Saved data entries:
________________
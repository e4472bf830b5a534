//! Initial migration: repositories and their commits.

use sea_orm_migration::prelude::*;

#[derive(DeriveMigrationName)]
pub struct Migration;

#[async_trait::async_trait]
impl MigrationTrait for Migration {
    async fn up(&self, manager: &SchemaManager) -> Result<(), DbErr> {
        self.create_repositories(manager).await?;
        self.create_commits(manager).await?;
        Ok(())
    }

    async fn down(&self, manager: &SchemaManager) -> Result<(), DbErr> {
        manager
            .drop_table(Table::drop().table(Commits::Table).to_owned())
            .await?;
        manager
            .drop_table(Table::drop().table(Repositories::Table).to_owned())
            .await?;
        Ok(())
    }
}

impl Migration {
    async fn create_repositories(&self, manager: &SchemaManager<'_>) -> Result<(), DbErr> {
        manager
            .create_table(
                Table::create()
                    .table(Repositories::Table)
                    .if_not_exists()
                    .col(
                        ColumnDef::new(Repositories::Id)
                            .integer()
                            .not_null()
                            .auto_increment()
                            .primary_key(),
                    )
                    // Naming
                    .col(ColumnDef::new(Repositories::Owner).string().not_null())
                    .col(ColumnDef::new(Repositories::Name).string().not_null())
                    // Content
                    .col(ColumnDef::new(Repositories::Description).text().null())
                    .col(ColumnDef::new(Repositories::Url).string().not_null())
                    .col(ColumnDef::new(Repositories::Language).string().null())
                    // Statistics
                    .col(
                        ColumnDef::new(Repositories::ForksCount)
                            .integer()
                            .not_null()
                            .default(0),
                    )
                    .col(
                        ColumnDef::new(Repositories::StarsCount)
                            .integer()
                            .not_null()
                            .default(0),
                    )
                    .col(
                        ColumnDef::new(Repositories::OpenIssuesCount)
                            .integer()
                            .not_null()
                            .default(0),
                    )
                    .col(
                        ColumnDef::new(Repositories::WatchersCount)
                            .integer()
                            .not_null()
                            .default(0),
                    )
                    // Timestamps
                    .col(
                        ColumnDef::new(Repositories::CreatedAt)
                            .timestamp_with_time_zone()
                            .null(),
                    )
                    .col(
                        ColumnDef::new(Repositories::UpdatedAt)
                            .timestamp_with_time_zone()
                            .null(),
                    )
                    .col(
                        ColumnDef::new(Repositories::SyncedAt)
                            .timestamp_with_time_zone()
                            .not_null()
                            .default(Expr::current_timestamp()),
                    )
                    .to_owned(),
            )
            .await?;

        manager
            .create_index(
                Index::create()
                    .name("idx_repositories_owner_name")
                    .table(Repositories::Table)
                    .col(Repositories::Owner)
                    .col(Repositories::Name)
                    .unique()
                    .to_owned(),
            )
            .await?;

        Ok(())
    }

    async fn create_commits(&self, manager: &SchemaManager<'_>) -> Result<(), DbErr> {
        manager
            .create_table(
                Table::create()
                    .table(Commits::Table)
                    .if_not_exists()
                    .col(
                        ColumnDef::new(Commits::Id)
                            .integer()
                            .not_null()
                            .auto_increment()
                            .primary_key(),
                    )
                    .col(
                        ColumnDef::new(Commits::Sha)
                            .string()
                            .not_null()
                            .unique_key(),
                    )
                    .col(ColumnDef::new(Commits::RepositoryId).integer().not_null())
                    .col(ColumnDef::new(Commits::Message).text().not_null())
                    .col(ColumnDef::new(Commits::AuthorName).string().not_null())
                    .col(
                        ColumnDef::new(Commits::Date)
                            .timestamp_with_time_zone()
                            .not_null(),
                    )
                    .col(ColumnDef::new(Commits::Url).string().not_null())
                    .col(
                        ColumnDef::new(Commits::CreatedAt)
                            .timestamp_with_time_zone()
                            .not_null()
                            .default(Expr::current_timestamp()),
                    )
                    .foreign_key(
                        ForeignKey::create()
                            .name("fk_commits_repository_id")
                            .from(Commits::Table, Commits::RepositoryId)
                            .to(Repositories::Table, Repositories::Id)
                            .on_delete(ForeignKeyAction::Cascade),
                    )
                    .to_owned(),
            )
            .await?;

        manager
            .create_index(
                Index::create()
                    .name("idx_commits_repository_id")
                    .table(Commits::Table)
                    .col(Commits::RepositoryId)
                    .to_owned(),
            )
            .await?;

        manager
            .create_index(
                Index::create()
                    .name("idx_commits_date")
                    .table(Commits::Table)
                    .col(Commits::Date)
                    .to_owned(),
            )
            .await?;

        Ok(())
    }
}

#[derive(DeriveIden)]
enum Repositories {
    Table,
    Id,
    Owner,
    Name,
    Description,
    Url,
    Language,
    ForksCount,
    StarsCount,
    OpenIssuesCount,
    WatchersCount,
    CreatedAt,
    UpdatedAt,
    SyncedAt,
}

#[derive(DeriveIden)]
enum Commits {
    Table,
    Id,
    Sha,
    RepositoryId,
    Message,
    AuthorName,
    Date,
    Url,
    CreatedAt,
}
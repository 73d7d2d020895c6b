//! Spreadsheet client abstraction
//!
//! The bot writes one cell per command. `SheetClient` is the seam the
//! processor depends on; `GoogleSheetsClient` implements it against the
//! Google Sheets v4 REST API using service-account credentials.

pub mod auth;
pub mod client;
pub mod google;

pub use auth::{ServiceAccountKey, TokenProvider};
pub use client::*;
pub use google::{GoogleSheetsClient, GoogleSheetsConfig};
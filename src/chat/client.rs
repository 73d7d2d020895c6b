//! Chat client trait and error type

use async_trait::async_trait;
use thiserror::Error;

/// Outbound chat operations used by the bot
#[async_trait]
pub trait ChatClient: Send + Sync {
    /// Client name for logs and health output (e.g. "telegram")
    fn name(&self) -> &str;

    /// Send a plain-text message to a chat
    async fn send_message(&self, chat_id: i64, text: &str) -> Result<(), ChatError>;

    /// Check that the API accepts our credentials
    async fn health_check(&self) -> Result<(), ChatError>;
}

/// Chat client errors
#[derive(Debug, Clone, Error)]
pub enum ChatError {
    #[error("Chat client not configured: {0}")]
    NotConfigured(String),
    #[error("Network error: {0}")]
    NetworkError(String),
    #[error("API error: {0}")]
    ApiError(String),
    #[error("Invalid response: {0}")]
    InvalidResponse(String),
}

#[cfg(test)]
mod tests {
    use super::*;

    #[test]
    fn test_chat_error_display() {
        let errors = vec![
            ChatError::NotConfigured("test".to_string()),
            ChatError::NetworkError("test".to_string()),
            ChatError::ApiError("test".to_string()),
            ChatError::InvalidResponse("test".to_string()),
        ];

        for error in errors {
            let error_string = error.to_string();
            assert!(error_string.ends_with("test"));
        }
    }
}
//! Team roster and sender allow-list
//!
//! Only messages from users listed in the roster are processed. A member's
//! position in the roster decides which column block of the worksheet holds
//! their figures.

use crate::config::MemberEntry;
use std::collections::HashMap;

/// A roster member resolved from a Telegram user id
#[derive(Debug, Clone, PartialEq, Eq)]
pub struct RosterEntry {
    /// Zero-based position in the roster
    pub index: u32,
    pub name: String,
}

/// Static allow-list built from configuration
#[derive(Debug, Clone, Default)]
pub struct Roster {
    by_user_id: HashMap<i64, RosterEntry>,
}

impl Roster {
    pub fn from_members(members: &[MemberEntry]) -> Self {
        let by_user_id = members
            .iter()
            .enumerate()
            .map(|(index, member)| {
                (
                    member.telegram_user_id,
                    RosterEntry {
                        index: index as u32,
                        name: member.name.clone(),
                    },
                )
            })
            .collect();

        Self { by_user_id }
    }

    /// Look up the roster entry for a Telegram user id
    pub fn lookup(&self, user_id: i64) -> Option<&RosterEntry> {
        self.by_user_id.get(&user_id)
    }
}
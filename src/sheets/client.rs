//! Spreadsheet client trait and error type

use crate::layout::CellAddress;
use async_trait::async_trait;
use thiserror::Error;

/// Spreadsheet operations used by the bot
#[async_trait]
pub trait SheetClient: Send + Sync {
    /// Client name for logs and health output (e.g. "google_sheets")
    fn name(&self) -> &str;

    /// Worksheet (tab) the client writes to
    fn worksheet(&self) -> &str;

    /// Overwrite a single cell on the worksheet
    async fn update_cell(
        &self,
        cell: &CellAddress,
        value: &serde_json::Value,
    ) -> Result<(), SheetError>;

    /// Check credentials and that the target worksheet exists
    async fn health_check(&self) -> Result<(), SheetError>;
}

/// Spreadsheet client errors
#[derive(Debug, Clone, Error)]
pub enum SheetError {
    #[error("Invalid credentials: {0}")]
    Credentials(String),
    #[error("Authentication failed: {0}")]
    AuthFailed(String),
    #[error("Network error: {0}")]
    NetworkError(String),
    #[error("API error: {status} - {message}")]
    ApiError { status: u16, message: String },
    #[error("Spreadsheet not found: {0}")]
    SpreadsheetNotFound(String),
    #[error("Worksheet not found: {0}")]
    WorksheetNotFound(String),
}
________________
(What this task involves): Repeat each line of the data above, exactly as it appears, from the first through the line that contains "impl MigrationTrait for".

(Answer section):
repository e4472bf830b5a534
//! Initial migration: repositories and their commits.

use sea_orm_migration::prelude::*;

#[derive(DeriveMigrationName)]
pub struct Migration;

#[async_trait::async_trait]
impl MigrationTrait for Migration {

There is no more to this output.